(Beginning of Available data)
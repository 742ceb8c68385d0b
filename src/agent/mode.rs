//! Control loop phases

use std::fmt;

use serde::{Deserialize, Serialize};

/// Phase of the decision cycle `Scan → Select → Perform → AwaitReward → Scan`.
///
/// `Select` and `Perform` complete inside a single observation, so between
/// events the loop rests in `Scan` or `AwaitReward`.
#[derive(Debug, Clone, Copy, PartialEq, Eq, Default, Serialize, Deserialize)]
pub enum Mode {
    #[default]
    Scan,
    Select,
    Perform,
    AwaitReward,
}

impl fmt::Display for Mode {
    fn fmt(&self, f: &mut fmt::Formatter<'_>) -> fmt::Result {
        let name = match self {
            Mode::Scan => "scan",
            Mode::Select => "select",
            Mode::Perform => "perform",
            Mode::AwaitReward => "await_reward",
        };
        f.write_str(name)
    }
}
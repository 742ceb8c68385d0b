//! Sigmoid activations

use serde::{Deserialize, Serialize};

/// Logistic activation shared by the hidden and output layers.
#[derive(Debug, Clone, Copy, PartialEq, Eq, Default, Serialize, Deserialize)]
#[serde(rename_all = "snake_case")]
pub enum Activation {
    /// `1 / (1 + e^-x)`, range `(0, 1)`
    #[default]
    Unipolar,
    /// `2 / (1 + e^-x) - 1`, range `(-1, 1)`
    Bipolar,
}

impl Activation {
    pub fn apply(self, x: f64) -> f64 {
        match self {
            Activation::Unipolar => 1.0 / (1.0 + (-x).exp()),
            Activation::Bipolar => 2.0 / (1.0 + (-x).exp()) - 1.0,
        }
    }

    /// Derivative expressed in terms of the unit's output `y`.
    pub fn derivative(self, y: f64) -> f64 {
        match self {
            Activation::Unipolar => y * (1.0 - y),
            Activation::Bipolar => 0.5 * (1.0 - y * y),
        }
    }

    /// Closed output range `(low, high)`.
    pub fn range(self) -> (f64, f64) {
        match self {
            Activation::Unipolar => (0.0, 1.0),
            Activation::Bipolar => (-1.0, 1.0),
        }
    }
}
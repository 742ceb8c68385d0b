//! MessagePack implementation of the table repository.

use std::{fs::File, path::Path};

use crate::{
    Result,
    error::Error,
    ports::TableRepository,
    q_learning::{LookupTable, SavedLookupTable},
    quantizer::KeySpace,
};

/// Compact binary table storage via rmp_serde.
///
/// # Examples
///
/// ```no_run
/// use arena_rl::adapters::MsgPackRepository;
/// use arena_rl::ports::TableRepository;
/// use arena_rl::q_learning::LookupTable;
/// use std::path::Path;
///
/// let repo = MsgPackRepository::new();
/// repo.save(&LookupTable::new(), Path::new("table.msgpack"))?;
/// let loaded = repo.load(Path::new("table.msgpack"))?;
/// # Ok::<(), arena_rl::Error>(())
/// ```
#[derive(Debug, Clone, Default)]
pub struct MsgPackRepository {
    key_space: Option<KeySpace>,
}

impl MsgPackRepository {
    pub fn new() -> Self {
        Self::default()
    }

    pub fn with_key_space(mut self, key_space: KeySpace) -> Self {
        self.key_space = Some(key_space);
        self
    }
}

impl TableRepository for MsgPackRepository {
    fn save(&self, table: &LookupTable, path: &Path) -> Result<()> {
        let file = File::create(path).map_err(|source| Error::Io {
            operation: format!("create file {path:?}"),
            source,
        })?;

        SavedLookupTable::from_table(table).write_msgpack(file)
    }

    fn load(&self, path: &Path) -> Result<LookupTable> {
        let file = File::open(path).map_err(|source| Error::Io {
            operation: format!("open file {path:?}"),
            source,
        })?;

        let saved: SavedLookupTable =
            rmp_serde::decode::from_read(&file).map_err(|e| Error::SerializationContext {
                operation: "deserialize lookup table from MessagePack".to_string(),
                message: e.to_string(),
            })?;

        saved.into_table(self.key_space.as_ref())
    }
}

#[cfg(test)]
mod tests {
    use tempfile::TempDir;

    use super::*;
    use crate::q_learning::StateActionKey;

    #[test]
    fn test_msgpack_roundtrip() {
        let temp_dir = TempDir::new().expect("Failed to create temp dir");
        let file_path = temp_dir.path().join("table.msgpack");

        let mut table = LookupTable::new();
        table.update(StateActionKey::new(vec![1, 2, 3]), 0.1 + 0.2);
        table.update(StateActionKey::new(vec![-4, 0, 1]), -100.0);

        let repo = MsgPackRepository::new();
        repo.save(&table, &file_path).expect("Failed to save");
        let loaded = repo.load(&file_path).expect("Failed to load");
        assert_eq!(loaded, table);
    }

    #[test]
    fn test_load_nonexistent_returns_error() {
        let repo = MsgPackRepository::new();
        let result = repo.load(Path::new("/tmp/nonexistent_arena_rl_12345.msgpack"));
        assert!(result.is_err());
    }

    #[test]
    fn test_save_to_invalid_path_returns_error() {
        let repo = MsgPackRepository::new();
        let result = repo.save(
            &LookupTable::new(),
            Path::new("/invalid_dir_arena_rl_12345/table.msgpack"),
        );
        assert!(result.is_err());
    }
}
(End of Available data)
▶ [What is needed]:
Print all the data exactly as shown above.

▶ [Result of the exercise]:
repository 742ceb8c68385d0b
filename src/agent/mode.rs
//! Control loop phases

use std::fmt;

use serde::{Deserialize, Serialize};

/// Phase of the decision cycle `Scan → Select → Perform → AwaitReward → Scan`.
///
/// `Select` and `Perform` complete inside a single observation, so between
/// events the loop rests in `Scan` or `AwaitReward`.
#[derive(Debug, Clone, Copy, PartialEq, Eq, Default, Serialize, Deserialize)]
pub enum Mode {
    #[default]
    Scan,
    Select,
    Perform,
    AwaitReward,
}

impl fmt::Display for Mode {
    fn fmt(&self, f: &mut fmt::Formatter<'_>) -> fmt::Result {
        let name = match self {
            Mode::Scan => "scan",
            Mode::Select => "select",
            Mode::Perform => "perform",
            Mode::AwaitReward => "await_reward",
        };
        f.write_str(name)
    }
}
repository 742ceb8c68385d0b
//! Sigmoid activations

use serde::{Deserialize, Serialize};

/// Logistic activation shared by the hidden and output layers.
#[derive(Debug, Clone, Copy, PartialEq, Eq, Default, Serialize, Deserialize)]
#[serde(rename_all = "snake_case")]
pub enum Activation {
    /// `1 / (1 + e^-x)`, range `(0, 1)`
    #[default]
    Unipolar,
    /// `2 / (1 + e^-x) - 1`, range `(-1, 1)`
    Bipolar,
}

impl Activation {
    pub fn apply(self, x: f64) -> f64 {
        match self {
            Activation::Unipolar => 1.0 / (1.0 + (-x).exp()),
            Activation::Bipolar => 2.0 / (1.0 + (-x).exp()) - 1.0,
        }
    }

    /// Derivative expressed in terms of the unit's output `y`.
    pub fn derivative(self, y: f64) -> f64 {
        match self {
            Activation::Unipolar => y * (1.0 - y),
            Activation::Bipolar => 0.5 * (1.0 - y * y),
        }
    }

    /// Closed output range `(low, high)`.
    pub fn range(self) -> (f64, f64) {
        match self {
            Activation::Unipolar => (0.0, 1.0),
            Activation::Bipolar => (-1.0, 1.0),
        }
    }
}
repository 742ceb8c68385d0b
//! MessagePack implementation of the table repository.

use std::{fs::File, path::Path};

use crate::{
    Result,
    error::Error,
    ports::TableRepository,
    q_learning::{LookupTable, SavedLookupTable},
    quantizer::KeySpace,
};

/// Compact binary table storage via rmp_serde.
///
/// # Examples
///
/// ```no_run
/// use arena_rl::adapters::MsgPackRepository;
/// use arena_rl::ports::TableRepository;
/// use arena_rl::q_learning::LookupTable;
/// use std::path::Path;
///
/// let repo = MsgPackRepository::new();
/// repo.save(&LookupTable::new(), Path::new("table.msgpack"))?;
/// let loaded = repo.load(Path::new("table.msgpack"))?;
/// # Ok::<(), arena_rl::Error>(())
/// ```
#[derive(Debug, Clone, Default)]
pub struct MsgPackRepository {
    key_space: Option<KeySpace>,
}

impl MsgPackRepository {
    pub fn new() -> Self {
        Self::default()
    }

    pub fn with_key_space(mut self, key_space: KeySpace) -> Self {
        self.key_space = Some(key_space);
        self
    }
}

impl TableRepository for MsgPackRepository {
    fn save(&self, table: &LookupTable, path: &Path) -> Result<()> {
        let file = File::create(path).map_err(|source| Error::Io {
            operation: format!("create file {path:?}"),
            source,
        })?;

        SavedLookupTable::from_table(table).write_msgpack(file)
    }

    fn load(&self, path: &Path) -> Result<LookupTable> {
        let file = File::open(path).map_err(|source| Error::Io {
            operation: format!("open file {path:?}"),
            source,
        })?;

        let saved: SavedLookupTable =
            rmp_serde::decode::from_read(&file).map_err(|e| Error::SerializationContext {
                operation: "deserialize lookup table from MessagePack".to_string(),
                message: e.to_string(),
            })?;

        saved.into_table(self.key_space.as_ref())
    }
}

#[cfg(test)]
mod tests {
    use tempfile::TempDir;

    use super::*;
    use crate::q_learning::StateActionKey;

    #[test]
    fn test_msgpack_roundtrip() {
        let temp_dir = TempDir::new().expect("Failed to create temp dir");
        let file_path = temp_dir.path().join("table.msgpack");

        let mut table = LookupTable::new();
        table.update(StateActionKey::new(vec![1, 2, 3]), 0.1 + 0.2);
        table.update(StateActionKey::new(vec![-4, 0, 1]), -100.0);

        let repo = MsgPackRepository::new();
        repo.save(&table, &file_path).expect("Failed to save");
        let loaded = repo.load(&file_path).expect("Failed to load");
        assert_eq!(loaded, table);
    }

    #[test]
    fn test_load_nonexistent_returns_error() {
        let repo = MsgPackRepository::new();
        let result = repo.load(Path::new("/tmp/nonexistent_arena_rl_12345.msgpack"));
        assert!(result.is_err());
    }

    #[test]
    fn test_save_to_invalid_path_returns_error() {
        let repo = MsgPackRepository::new();
        let result = repo.save(
            &LookupTable::new(),
            Path::new("/invalid_dir_arena_rl_12345/table.msgpack"),
        );
        assert!(result.is_err());
    }
}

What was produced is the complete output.